El último éxito de los estudios Pixar es también el tercer proyecto de Pete Docter (“Monsters Inc.”, “Up”), quien codirige esta vez con Ronaldo Del Carmen; Docter no ha hecho más que cosechar, con justicia, aplausos del público y la crítica. La razón es simple: “Intensa– Mente” es una de esas felices ocasiones en que un artista nos muestra nuevas posibilidades para el cine animado. Propone un cambio de paradigma: los personajes no deben ser monstruos, automóviles o juguetes antiguos. Los personajes deben ser, más bien, sentimientos, y el mundo que vemos no debe ser un espacio de seres fantásticos, sino un cerebro humano.

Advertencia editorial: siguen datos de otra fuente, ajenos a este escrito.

use std::ops::ControlFlow;
use std::path::PathBuf;
use std::time::Instant;

use tracing::debug;

use crate::engine::{Mode, Tally, Walker};
use crate::entry::DirEntry;
use crate::error::DirTreeError;
use crate::fs::FsListing;
use crate::results::{WalkResults, WalkStats};
use crate::spec::PathSpec;
use crate::traits::Listing;

// ---------------------------------------------------------------------------
// WalkBuilder
// ---------------------------------------------------------------------------

/// Entry point for configuring and running a walk.
///
/// Created via [`dirtree::walk()`](crate::walk). Configure with chained
/// builder methods, then call [`run()`](WalkBuilder::run) or
/// [`for_each()`](WalkBuilder::for_each).
///
/// # Example
///
/// ```rust,ignore
/// let results = dirtree::walk("src\\*.rs")
///     .subfolders(true)
///     .root(project_dir)
///     .collect_paths(true)
///     .run()?;
/// ```
pub struct WalkBuilder {
    pattern:        String,
    mode:           Mode,
    listing:        Option<Box<dyn Listing>>,
    limit:          Option<usize>,
    collect_paths:  bool,
    collect_errors: bool,
}

impl WalkBuilder {
    pub(crate) fn new(pattern: impl Into<String>) -> Self {
        Self {
            pattern:        pattern.into(),
            mode:           Mode::default(),
            listing:        None,
            limit:          None,
            collect_paths:  false,
            collect_errors: false,
        }
    }

    // ── Depth ─────────────────────────────────────────────────────────────

    pub fn mode(mut self, mode: Mode) -> Self {
        self.mode = mode;
        self
    }

    /// Shorthand for `.mode(Mode::IncludeSubfolders)` / `.mode(Mode::ShallowOnly)`.
    pub fn subfolders(self, yes: bool) -> Self {
        self.mode(if yes { Mode::IncludeSubfolders } else { Mode::ShallowOnly })
    }

    // ── Listing ───────────────────────────────────────────────────────────

    /// Set the directory-listing backend.
    ///
    /// Defaults to [`FsListing::new()`], the host filesystem relative to the
    /// working directory.
    pub fn listing(mut self, l: impl Listing + 'static) -> Self {
        self.listing = Some(Box::new(l));
        self
    }

    /// Resolve relative patterns against `dir` on the host filesystem.
    ///
    /// Equivalent to `.listing(FsListing::rooted(dir))`.
    pub fn root(self, dir: impl Into<PathBuf>) -> Self {
        self.listing(FsListing::rooted(dir))
    }

    // ── Options ───────────────────────────────────────────────────────────

    /// Stop after `n` visited entries.
    pub fn limit(mut self, n: usize) -> Self {
        self.limit = Some(n);
        self
    }

    /// Collect visited paths into [`WalkResults::paths`].
    pub fn collect_paths(mut self, yes: bool) -> Self {
        self.collect_paths = yes;
        self
    }

    /// Collect listing failures into [`WalkResults::errors`].
    ///
    /// Failures never stop the walk; without this they are only logged.
    pub fn collect_errors(mut self, yes: bool) -> Self {
        self.collect_errors = yes;
        self
    }

    // ── Execute ───────────────────────────────────────────────────────────

    /// Run the walk and return its results.
    ///
    /// # Errors
    ///
    /// Returns `Err` only if the pattern is malformed. Levels that cannot be
    /// listed are skipped and, with `.collect_errors(true)`, reported in
    /// [`WalkResults::errors`].
    pub fn run(self) -> Result<WalkResults, DirTreeError> {
        self.for_each(|_| {})
    }

    /// Run the walk, calling `visitor` for every visited entry in order.
    pub fn for_each<F>(self, mut visitor: F) -> Result<WalkResults, DirTreeError>
    where
        F: FnMut(&DirEntry),
    {
        let pattern = PathSpec::new(self.pattern)?;
        let listing: Box<dyn Listing> = match self.listing {
            Some(l) => l,
            None    => Box::new(FsListing::new()),
        };

        let limit          = self.limit;
        let collect_paths  = self.collect_paths;
        let mut visited    = 0usize;
        let mut paths      = Vec::new();
        let mut errors     = Vec::new();

        let start = Instant::now();

        let (tally, stopped) = if limit == Some(0) {
            (Tally::default(), true)
        } else {
            let mut visit = |entry: &DirEntry| -> ControlFlow<()> {
                visited += 1;
                if collect_paths {
                    paths.push(entry.spec.clone());
                }
                visitor(entry);
                match limit {
                    Some(lim) if visited >= lim => ControlFlow::Break(()),
                    _ => ControlFlow::Continue(()),
                }
            };

            let mut walker = Walker::new(listing.as_ref(), self.mode, &mut visit);
            if self.collect_errors {
                walker = walker.collect_errors(&mut errors);
            }
            let stopped = walker.walk(&pattern, 0).is_break();
            (walker.tally, stopped)
        };

        let duration = start.elapsed();
        debug!(pattern = %pattern, visited, stopped, "walk finished");

        Ok(WalkResults {
            visited,
            paths,
            stopped_early: stopped,
            stats: WalkStats::compute(
                tally.files,
                tally.dirs,
                tally.levels,
                tally.skipped_levels,
                duration,
            ),
            errors,
        })
    }
}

Los sentimientos que habitan la mente de Riley, una niña de 11 años, son Alegría, Tristeza, Furia, Temor y Desagrado. Cada afecto, o pasión, tiene su autonomía, pero, también, tiene una existencia que debe organizarse y entrar en relación con las demás. Todo esto, por supuesto, en medio de una completa crisis personal de la pequeña –conflicto que tiene que ver con una mudanza familiar, pero también con el fin de la infancia y el inicio de la pubertad, entendida esta como una etapa más independiente, más disconforme, melancólica y rebelde–.
Lo extraordinario del filme está, entonces, no solo en la forma en que Alegría y Tristeza, por ejemplo, deben lidiar con las nuevas situaciones a las que se enfrenta Riley –como el primer día de clases en el colegio de una nueva ciudad–, sino, sobre todo, con el colapso total de esa “sala de control” que es la mente de la niña. Es decir, “Intensa– Mente” trata de escenificar algo muy dramático: el colapso de la psicología, el derrumbe de la armonía psíquica de la niñez.
Por eso, buena parte de la cinta tiene que ver con un viaje al interior de los laberintos del cerebro. Uno que está escenificado como un cosmos infinito lleno de ámbitos desconocidos –el Olvido, la Memoria, la Imaginación, el Pensamiento–. Somos nosotros mismos, los espectadores, los que nos sorprendemos con Alegría y Tristeza, las protagonistas de la aventura –también los afectos principales del filósofo Spinoza–, quienes deben sobrevivir en medio del caos y, sobre todo, tratar de reinventar su mutua relación.
¿Cuál es el lugar de la tristeza? Esa es una de las preguntas a las que nos enfrenta el planteamiento de esta cinta, ciertamente intelectual. Aunque Docter logra ser intelectual sin eliminar la excitación del constante descubrimiento de una salida afortunada en medio de la confusión o el desasosiego. Sucede que, en ningún momento, la mente de Riley –quien trata de comprender la vida de otra manera y de creer en otras posibilidades de experimentarla– deja de ser una comedia de situaciones y una historia mágica de complicidades y reordenamientos internos.
Pero “Intensa–Mente” es más. No deja de establecer resonancias con la experiencia cinematográfica y, en ese sentido, es un homenaje al séptimo arte. Los mecanismos del cine se comparan con los del cerebro: vemos cómo los recuerdos se almacenan y se “proyectan”, como si fueran películas; o, más aún, cómo Alegría y Tristeza terminan adentrándose por las oscuridades del Subconsciente, presentado como un inmenso estudio de cine a la manera de Hollywood, donde se “fabrican” los sueños y pesadillas que atormentan o deleitan a la niña cuando duerme.
Por estas razones, y muchas más, en “Intensa–Mente”, la técnica digital es lo de menos. El protagonismo ya no lo tiene ningún efecto, sino lo ilimitado o indefinible: un mundo tan interior como exterior, tan minúsculo como gigantesco, tan abismal como confinado, tan abstracto como figurativo. Un delicado equilibrio entre el caos y el orden, la realidad y el sueño, donde la “amargura dulce” o la “alegría triste” es la única meta a lograr para afirmar la vida.